__THE TASK__:
The entries below contain a line with "pub const IAC: u8 = 255;" and a line with "pub const WONT: u8 = 252;". Quote exactly those two lines and all lines between them.

__THE RECORDS__:
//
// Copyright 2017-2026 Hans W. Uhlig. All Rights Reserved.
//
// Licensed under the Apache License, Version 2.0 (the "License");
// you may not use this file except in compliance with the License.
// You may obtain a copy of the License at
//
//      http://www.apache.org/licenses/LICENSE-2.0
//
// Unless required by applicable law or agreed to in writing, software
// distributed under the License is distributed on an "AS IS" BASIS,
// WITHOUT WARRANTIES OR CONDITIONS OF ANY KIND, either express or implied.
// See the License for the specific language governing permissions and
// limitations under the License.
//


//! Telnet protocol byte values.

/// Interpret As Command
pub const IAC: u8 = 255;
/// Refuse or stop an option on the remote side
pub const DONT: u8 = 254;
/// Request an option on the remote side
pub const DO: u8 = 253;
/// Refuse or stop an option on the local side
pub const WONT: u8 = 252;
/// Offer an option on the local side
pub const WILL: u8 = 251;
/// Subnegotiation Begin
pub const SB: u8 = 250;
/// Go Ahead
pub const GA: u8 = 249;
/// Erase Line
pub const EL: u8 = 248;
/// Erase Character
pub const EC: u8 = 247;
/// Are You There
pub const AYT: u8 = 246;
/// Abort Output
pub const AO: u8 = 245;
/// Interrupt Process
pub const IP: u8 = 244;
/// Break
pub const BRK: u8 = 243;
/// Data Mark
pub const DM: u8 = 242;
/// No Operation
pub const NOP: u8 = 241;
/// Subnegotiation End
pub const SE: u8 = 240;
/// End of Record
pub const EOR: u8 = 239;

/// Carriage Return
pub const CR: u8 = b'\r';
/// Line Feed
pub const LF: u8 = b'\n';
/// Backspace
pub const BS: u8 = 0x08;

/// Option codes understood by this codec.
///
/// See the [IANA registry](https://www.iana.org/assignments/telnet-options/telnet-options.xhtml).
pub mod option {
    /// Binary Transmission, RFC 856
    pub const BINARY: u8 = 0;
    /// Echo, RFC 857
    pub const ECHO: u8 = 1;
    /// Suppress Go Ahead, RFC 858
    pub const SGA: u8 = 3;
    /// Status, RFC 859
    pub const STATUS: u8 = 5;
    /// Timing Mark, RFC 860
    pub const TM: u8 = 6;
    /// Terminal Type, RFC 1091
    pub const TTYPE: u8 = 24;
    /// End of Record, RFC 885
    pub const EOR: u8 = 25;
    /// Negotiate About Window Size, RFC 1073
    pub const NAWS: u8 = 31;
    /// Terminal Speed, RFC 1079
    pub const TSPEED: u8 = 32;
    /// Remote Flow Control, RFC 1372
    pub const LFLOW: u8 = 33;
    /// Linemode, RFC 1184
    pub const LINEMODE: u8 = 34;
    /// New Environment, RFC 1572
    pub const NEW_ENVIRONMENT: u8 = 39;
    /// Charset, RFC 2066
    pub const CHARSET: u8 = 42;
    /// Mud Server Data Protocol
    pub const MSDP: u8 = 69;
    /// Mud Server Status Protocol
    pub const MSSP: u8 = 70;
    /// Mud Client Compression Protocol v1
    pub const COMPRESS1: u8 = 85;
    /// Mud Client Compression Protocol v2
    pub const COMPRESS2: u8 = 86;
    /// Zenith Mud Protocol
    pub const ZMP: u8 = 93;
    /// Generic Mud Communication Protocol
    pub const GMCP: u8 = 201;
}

__YOUR SOLUTION__:
pub const IAC: u8 = 255;
/// Refuse or stop an option on the remote side
pub const DONT: u8 = 254;
/// Request an option on the remote side
pub const DO: u8 = 253;
/// Refuse or stop an option on the local side
pub const WONT: u8 = 252;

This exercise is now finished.